Them: I hope that makes sense. I guess it's the best practice really, that when there's two update categories as soon as possible. So then. Because if you're updating the old transactions and you're rewriting history, that does make the paper trail a bit harder to follow if those numbers are moving. So better cadence on the recategorizations will just make the understandability, the history of the forecast easier. Yes. Although forecasting is heavily dependent on categorization, it is sort of like an isolated system. So whatever that categories are, the model will pull the loss categories for that day or from that instance onwards. If you want accurate forecast that are linked to proper categories, then we need to update these categories as soon as possible. Ideally, as I said, we can always rewrite the history of forecasts. But yeah, if there's changes that we should also update the categories. As soon as possible.

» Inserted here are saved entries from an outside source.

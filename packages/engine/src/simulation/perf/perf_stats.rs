use wasm_bindgen::prelude::*;

#[wasm_bindgen]
#[derive(Clone, Debug, Default)]
pub struct PerfStats {
    pub(super) step_ms: f64,
    pub(super) water_ms: f64,
    pub(super) medium_ms: f64,
    pub(super) light_ms: f64,
    pub(super) water_ticks: u32,
    /// Backlog discarded by the catch-up cap, in ticks
    pub(super) ticks_dropped: u32,
    pub(super) total_liquid: f64,
    pub(super) wet_cells: u32,
    pub(super) grid_size: u32,
}

impl PerfStats {
    pub(crate) fn reset(&mut self) {
        *self = PerfStats::default();
    }
}

#[wasm_bindgen]
impl PerfStats {
    #[wasm_bindgen(getter)]
    pub fn step_ms(&self) -> f64 { self.step_ms }
    #[wasm_bindgen(getter)]
    pub fn water_ms(&self) -> f64 { self.water_ms }
    #[wasm_bindgen(getter)]
    pub fn medium_ms(&self) -> f64 { self.medium_ms }
    #[wasm_bindgen(getter)]
    pub fn light_ms(&self) -> f64 { self.light_ms }
    #[wasm_bindgen(getter)]
    pub fn water_ticks(&self) -> u32 { self.water_ticks }
    #[wasm_bindgen(getter)]
    pub fn ticks_dropped(&self) -> u32 { self.ticks_dropped }
    /// Sum of liquid over AirOrWater cells (f64 so JS gets an exact number)
    #[wasm_bindgen(getter)]
    pub fn total_liquid(&self) -> f64 { self.total_liquid }
    #[wasm_bindgen(getter)]
    pub fn wet_cells(&self) -> u32 { self.wet_cells }
    #[wasm_bindgen(getter)]
    pub fn grid_size(&self) -> u32 { self.grid_size }
}
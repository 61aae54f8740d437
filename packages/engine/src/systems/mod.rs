pub mod light;
pub mod water;
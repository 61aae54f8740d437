use crate::systems::light::{compute_transmittance, propagate_light};
use crate::systems::water::step_water;

use super::render_extract::compute_albedo;
use super::{PerfTimer, SimulationCore};

/// Run `ticks` water ticks back to back
fn run_water(sim: &mut SimulationCore, ticks: u32) {
    let params = sim.settings.water_params();
    for _ in 0..ticks {
        step_water(&mut sim.grid, &params);
    }
}

/// Regenerate transmittance and display colors from the current cell kinds
fn refresh_medium(sim: &mut SimulationCore) {
    let params = sim.settings.light_params();
    compute_transmittance(&sim.grid.cells, sim.light.medium_mut(), &params);
    compute_albedo(&sim.grid.cells, &mut sim.render.albedo, sim.settings.max_liquid);
}

pub(super) fn step_water_once(sim: &mut SimulationCore) {
    run_water(sim, 1);
}

pub(super) fn step(sim: &mut SimulationCore, dt_seconds: f64) -> u32 {
    sim.light.assert_matches(sim.grid.width(), sim.grid.height());

    let perf_on = sim.perf_enabled;
    if perf_on {
        sim.perf_stats.reset();
        sim.perf_stats.grid_size = sim.grid.size() as u32;
    }
    let step_start = if perf_on { Some(PerfTimer::start()) } else { None };

    let substeps = {
        let s = &sim.settings;
        sim.accumulator.advance(
            dt_seconds,
            s.liquid_ticks_per_second,
            s.max_ticks_per_frame,
            s.max_pending_seconds,
        )
    };
    if substeps.capped() {
        log::debug!(
            "frame {}: water catch-up capped at {} ticks, {} dropped",
            sim.frame,
            substeps.ticks,
            substeps.dropped
        );
    }
    // The accumulator keeps draining while water is paused
    let ticks = if sim.settings.water_enabled { substeps.ticks } else { 0 };

    // === WATER ===
    if perf_on {
        let ((), ms) = PerfTimer::time(|| run_water(sim, ticks));
        sim.perf_stats.water_ms = ms;
    } else {
        run_water(sim, ticks);
    }

    // === MEDIUM + ALBEDO ===
    if perf_on {
        let ((), ms) = PerfTimer::time(|| refresh_medium(sim));
        sim.perf_stats.medium_ms = ms;
    } else {
        refresh_medium(sim);
    }

    // === LIGHT ===
    // With light off the field keeps its last result
    if sim.settings.light_enabled {
        if perf_on {
            let ((), ms) = PerfTimer::time(|| propagate_light(&mut sim.light));
            sim.perf_stats.light_ms = ms;
        } else {
            propagate_light(&mut sim.light);
        }
    }

    if perf_on {
        sim.perf_stats.water_ticks = ticks;
        sim.perf_stats.ticks_dropped = substeps.dropped;
        sim.perf_stats.total_liquid = sim.grid.total_liquid() as f64;
        sim.perf_stats.wet_cells = sim.grid.wet_cell_count();
        if let Some(start) = step_start {
            sim.perf_stats.step_ms = start.elapsed_ms();
        }
    }

    sim.frame += 1;
    ticks
}
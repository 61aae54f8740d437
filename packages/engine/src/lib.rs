//! Cellflow Engine - cellular liquid flow and light propagation in WASM
//!
//! Architecture:
//! - core/        - Safety macros, browser console logger
//! - domain/      - Cell, color and settings value types
//! - spatial/     - Cell grid and light buffers
//! - systems/     - Water solver and light engine
//! - simulation/  - Frame driver, edit commands, render extraction, WASM facade

// Utils with safety macros (must be first for macro export!)
#[macro_use]
pub mod core;
pub mod domain;
pub mod spatial;
pub mod systems;
pub mod simulation;

use wasm_bindgen::prelude::*;

// Re-export wasm-bindgen-rayon for thread pool initialization
#[cfg(all(feature = "parallel", target_arch = "wasm32"))]
pub use wasm_bindgen_rayon::init_thread_pool;

// Better error messages in debug mode
#[cfg(feature = "console_error_panic_hook")]
pub fn set_panic_hook() {
    console_error_panic_hook::set_once();
}

/// Initialize the engine
#[wasm_bindgen]
pub fn init() {
    #[cfg(feature = "console_error_panic_hook")]
    set_panic_hook();

    #[cfg(target_arch = "wasm32")]
    {
        crate::core::console_logger::init_console_logger(log::LevelFilter::Info);
        web_sys::console::log_1(&"Cellflow WASM engine initialized".into());
    }
    #[cfg(not(target_arch = "wasm32"))]
    log::info!("Cellflow engine initialized");
}

/// Get engine version
#[wasm_bindgen]
pub fn version() -> String {
    env!("CARGO_PKG_VERSION").to_string()
}

// Re-export main types
pub use domain::cell::{Cell, CellKind, SourceRate};
pub use domain::color::Color24;
pub use domain::settings::{SettingsError, SimSettings};
pub use simulation::{SimulationCore, World};
pub use spatial::grid::CellGrid;
pub use spatial::light_map::LightMap;
pub use systems::light::{compute_transmittance, propagate_light, LightParams};
pub use systems::water::{step_water, WaterParams};

// Cell kind tags for JS
#[wasm_bindgen]
pub fn kind_air_or_water() -> u8 { CellKind::AirOrWater as u8 }
#[wasm_bindgen]
pub fn kind_solid() -> u8 { CellKind::Solid as u8 }
#[wasm_bindgen]
pub fn kind_hole() -> u8 { CellKind::Hole as u8 }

Me: Would love to explore this more in detail. Up until now, an assumption has been that you would actually like to keep a lot of your history intact so that you can see. Even if there is variances in your history, you can have the explanation being, while we recategorised a bunch of these transactions and therefore from that point on, the forecast looks like this, so that you'll keep that log of events that explains the evolution of your forecasts and why they're more accurate. Today than they were six months ago. And then it will be easier to see the progress you're driving from the act of recategorizing transactions, for example. But super happy to dive more into this. I think that it's a very relevant. Very relevant part aspect of how the whole Palm system works as a whole. Like it's a holistic experience.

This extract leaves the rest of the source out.